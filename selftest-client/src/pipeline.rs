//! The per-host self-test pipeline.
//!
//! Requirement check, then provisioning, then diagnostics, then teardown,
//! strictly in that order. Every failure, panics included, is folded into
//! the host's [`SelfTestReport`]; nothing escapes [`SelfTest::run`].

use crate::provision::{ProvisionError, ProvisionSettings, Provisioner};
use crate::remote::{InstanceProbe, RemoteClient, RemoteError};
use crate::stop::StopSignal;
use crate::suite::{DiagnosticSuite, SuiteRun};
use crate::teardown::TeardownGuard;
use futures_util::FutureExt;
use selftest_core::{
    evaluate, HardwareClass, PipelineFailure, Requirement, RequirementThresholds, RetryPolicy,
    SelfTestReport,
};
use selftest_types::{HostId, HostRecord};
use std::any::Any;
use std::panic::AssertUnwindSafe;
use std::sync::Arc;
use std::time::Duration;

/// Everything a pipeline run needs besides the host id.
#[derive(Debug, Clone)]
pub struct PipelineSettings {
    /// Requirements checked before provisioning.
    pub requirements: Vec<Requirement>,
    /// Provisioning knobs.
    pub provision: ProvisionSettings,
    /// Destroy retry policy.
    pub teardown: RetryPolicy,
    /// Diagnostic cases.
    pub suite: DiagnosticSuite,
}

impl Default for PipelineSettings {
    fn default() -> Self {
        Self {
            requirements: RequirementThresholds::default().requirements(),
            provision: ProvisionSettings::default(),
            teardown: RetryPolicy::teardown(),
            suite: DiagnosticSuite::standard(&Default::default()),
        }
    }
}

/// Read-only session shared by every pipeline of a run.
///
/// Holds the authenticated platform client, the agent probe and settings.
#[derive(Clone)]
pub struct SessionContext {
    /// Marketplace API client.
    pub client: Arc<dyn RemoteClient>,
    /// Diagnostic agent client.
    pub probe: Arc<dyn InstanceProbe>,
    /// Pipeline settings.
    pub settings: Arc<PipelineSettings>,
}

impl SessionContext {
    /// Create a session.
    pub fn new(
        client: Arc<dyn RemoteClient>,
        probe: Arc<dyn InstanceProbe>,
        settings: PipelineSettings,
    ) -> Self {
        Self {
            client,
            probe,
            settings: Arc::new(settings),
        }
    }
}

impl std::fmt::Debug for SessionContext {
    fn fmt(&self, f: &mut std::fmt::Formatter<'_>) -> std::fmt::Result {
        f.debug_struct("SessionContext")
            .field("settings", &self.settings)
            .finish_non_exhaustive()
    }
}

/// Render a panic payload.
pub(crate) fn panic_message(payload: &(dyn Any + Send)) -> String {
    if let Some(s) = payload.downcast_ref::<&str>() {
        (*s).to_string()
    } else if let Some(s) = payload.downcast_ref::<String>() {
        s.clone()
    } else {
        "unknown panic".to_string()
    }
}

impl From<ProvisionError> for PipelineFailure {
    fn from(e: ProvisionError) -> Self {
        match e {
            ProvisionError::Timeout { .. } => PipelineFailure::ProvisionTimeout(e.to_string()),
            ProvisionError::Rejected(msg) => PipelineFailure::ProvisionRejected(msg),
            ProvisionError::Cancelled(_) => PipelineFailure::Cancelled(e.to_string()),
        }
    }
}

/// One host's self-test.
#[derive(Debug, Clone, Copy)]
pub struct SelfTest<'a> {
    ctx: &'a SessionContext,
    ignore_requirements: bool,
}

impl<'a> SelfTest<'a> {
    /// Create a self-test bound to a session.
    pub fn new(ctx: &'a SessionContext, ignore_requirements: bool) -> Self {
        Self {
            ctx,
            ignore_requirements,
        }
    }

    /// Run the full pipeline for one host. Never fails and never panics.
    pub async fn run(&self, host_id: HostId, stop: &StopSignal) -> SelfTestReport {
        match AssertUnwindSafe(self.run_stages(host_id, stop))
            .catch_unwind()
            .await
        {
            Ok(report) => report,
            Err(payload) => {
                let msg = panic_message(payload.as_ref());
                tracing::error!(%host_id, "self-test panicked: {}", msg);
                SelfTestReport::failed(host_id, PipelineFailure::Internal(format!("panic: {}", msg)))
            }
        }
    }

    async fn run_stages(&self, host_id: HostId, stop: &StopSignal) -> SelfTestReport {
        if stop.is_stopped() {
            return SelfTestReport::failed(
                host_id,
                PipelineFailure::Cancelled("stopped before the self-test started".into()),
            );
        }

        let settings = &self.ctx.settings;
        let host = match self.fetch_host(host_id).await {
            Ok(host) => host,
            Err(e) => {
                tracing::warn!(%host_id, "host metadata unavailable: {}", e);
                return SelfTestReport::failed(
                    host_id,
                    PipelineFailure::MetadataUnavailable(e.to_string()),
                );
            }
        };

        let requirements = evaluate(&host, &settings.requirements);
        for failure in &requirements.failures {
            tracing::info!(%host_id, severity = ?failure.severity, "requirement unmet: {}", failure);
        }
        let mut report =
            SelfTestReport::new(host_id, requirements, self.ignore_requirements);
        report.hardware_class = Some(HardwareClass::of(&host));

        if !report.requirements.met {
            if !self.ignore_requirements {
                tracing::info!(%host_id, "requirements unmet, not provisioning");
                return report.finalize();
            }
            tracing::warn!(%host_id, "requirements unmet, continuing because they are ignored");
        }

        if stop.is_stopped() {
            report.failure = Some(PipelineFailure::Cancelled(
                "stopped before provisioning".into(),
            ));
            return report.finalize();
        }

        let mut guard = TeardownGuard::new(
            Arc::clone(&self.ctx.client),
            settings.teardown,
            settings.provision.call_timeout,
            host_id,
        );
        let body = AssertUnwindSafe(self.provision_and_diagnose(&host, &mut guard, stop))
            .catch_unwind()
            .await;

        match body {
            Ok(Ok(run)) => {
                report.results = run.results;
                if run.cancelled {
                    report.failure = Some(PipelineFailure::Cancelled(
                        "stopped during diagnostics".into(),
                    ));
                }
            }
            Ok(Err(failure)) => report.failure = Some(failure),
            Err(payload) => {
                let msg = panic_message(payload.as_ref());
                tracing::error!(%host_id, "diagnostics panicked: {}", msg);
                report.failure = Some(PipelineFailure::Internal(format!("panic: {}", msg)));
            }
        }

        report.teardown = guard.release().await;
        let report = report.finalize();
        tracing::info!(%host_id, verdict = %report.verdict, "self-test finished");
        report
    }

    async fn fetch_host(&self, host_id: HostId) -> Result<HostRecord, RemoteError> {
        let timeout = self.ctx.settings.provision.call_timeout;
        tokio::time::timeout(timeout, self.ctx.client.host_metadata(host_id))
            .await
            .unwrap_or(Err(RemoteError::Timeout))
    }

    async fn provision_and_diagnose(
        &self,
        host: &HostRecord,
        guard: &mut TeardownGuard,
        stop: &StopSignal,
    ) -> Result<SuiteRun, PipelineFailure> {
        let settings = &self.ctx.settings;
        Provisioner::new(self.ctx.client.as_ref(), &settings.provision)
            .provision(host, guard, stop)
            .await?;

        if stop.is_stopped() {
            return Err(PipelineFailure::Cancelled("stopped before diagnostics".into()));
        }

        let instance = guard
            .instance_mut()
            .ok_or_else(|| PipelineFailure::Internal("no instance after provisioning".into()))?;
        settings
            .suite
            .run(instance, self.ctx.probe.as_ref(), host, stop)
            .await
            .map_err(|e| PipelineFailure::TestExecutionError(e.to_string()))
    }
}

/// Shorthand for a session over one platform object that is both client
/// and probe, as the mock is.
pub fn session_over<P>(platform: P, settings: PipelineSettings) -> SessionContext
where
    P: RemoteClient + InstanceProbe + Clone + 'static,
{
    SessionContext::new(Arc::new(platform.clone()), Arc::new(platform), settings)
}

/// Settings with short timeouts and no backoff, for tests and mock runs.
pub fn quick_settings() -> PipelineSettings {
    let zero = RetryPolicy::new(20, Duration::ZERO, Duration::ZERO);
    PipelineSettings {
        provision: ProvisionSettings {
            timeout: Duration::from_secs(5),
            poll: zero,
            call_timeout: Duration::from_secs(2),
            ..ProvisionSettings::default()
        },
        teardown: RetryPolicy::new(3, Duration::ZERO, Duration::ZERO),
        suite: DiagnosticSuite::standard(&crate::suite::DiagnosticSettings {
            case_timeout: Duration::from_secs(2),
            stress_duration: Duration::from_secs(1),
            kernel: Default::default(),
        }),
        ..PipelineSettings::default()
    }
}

★ ★ ★ ★ ★

Among the entries, how many lines hold the word "ProvisionSettings"? Please answer with only that number.

▶ _REPLY_
5